Work instructions
Wherever "PlayerId" shows up in the records below, copy the whole line.

Data for this exercise
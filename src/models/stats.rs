//! Derived statistics models.

use serde::{Deserialize, Serialize};
use std::collections::BTreeMap;

use super::{PlayerId, TeamKey};

/// Win and game counts for one player or team.
#[derive(Debug, Clone, Copy, Default, PartialEq, Eq, Hash, Serialize, Deserialize)]
pub struct Tally {
    pub wins: u32,
    pub total: u32,
}

impl Tally {
    pub fn new(wins: u32, total: u32) -> Self {
        debug_assert!(wins <= total);
        Self { wins, total }
    }

    pub fn losses(&self) -> u32 {
        self.total.saturating_sub(self.wins)
    }

    /// Win rate as a percentage (0-100); 0 when no games were played.
    pub fn win_rate(&self) -> f64 {
        if self.total == 0 {
            0.0
        } else {
            self.wins as f64 / self.total as f64 * 100.0
        }
    }

    pub fn record_win(&mut self) {
        self.wins += 1;
        self.total += 1;
    }

    pub fn record_loss(&mut self) {
        self.total += 1;
    }

    /// This tally after `wins` more wins.
    pub fn with_extra_wins(self, wins: u32) -> Self {
        Self::new(self.wins + wins, self.total + wins)
    }

    /// This tally after `losses` more losses.
    pub fn with_extra_losses(self, losses: u32) -> Self {
        Self::new(self.wins, self.total + losses)
    }
}

/// Per-player tallies, always containing every roster member.
pub type PlayerTallies = BTreeMap<PlayerId, Tally>;

/// Per-team tallies, containing only teams that have played.
pub type TeamTallies = BTreeMap<TeamKey, Tally>;

/// Round a percentage to two decimals for display.
pub fn round_rate(rate: f64) -> f64 {
    (rate * 100.0).round() / 100.0
}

Exercise output
use super::{PlayerId, TeamKey};
pub type PlayerTallies = BTreeMap<PlayerId, Tally>;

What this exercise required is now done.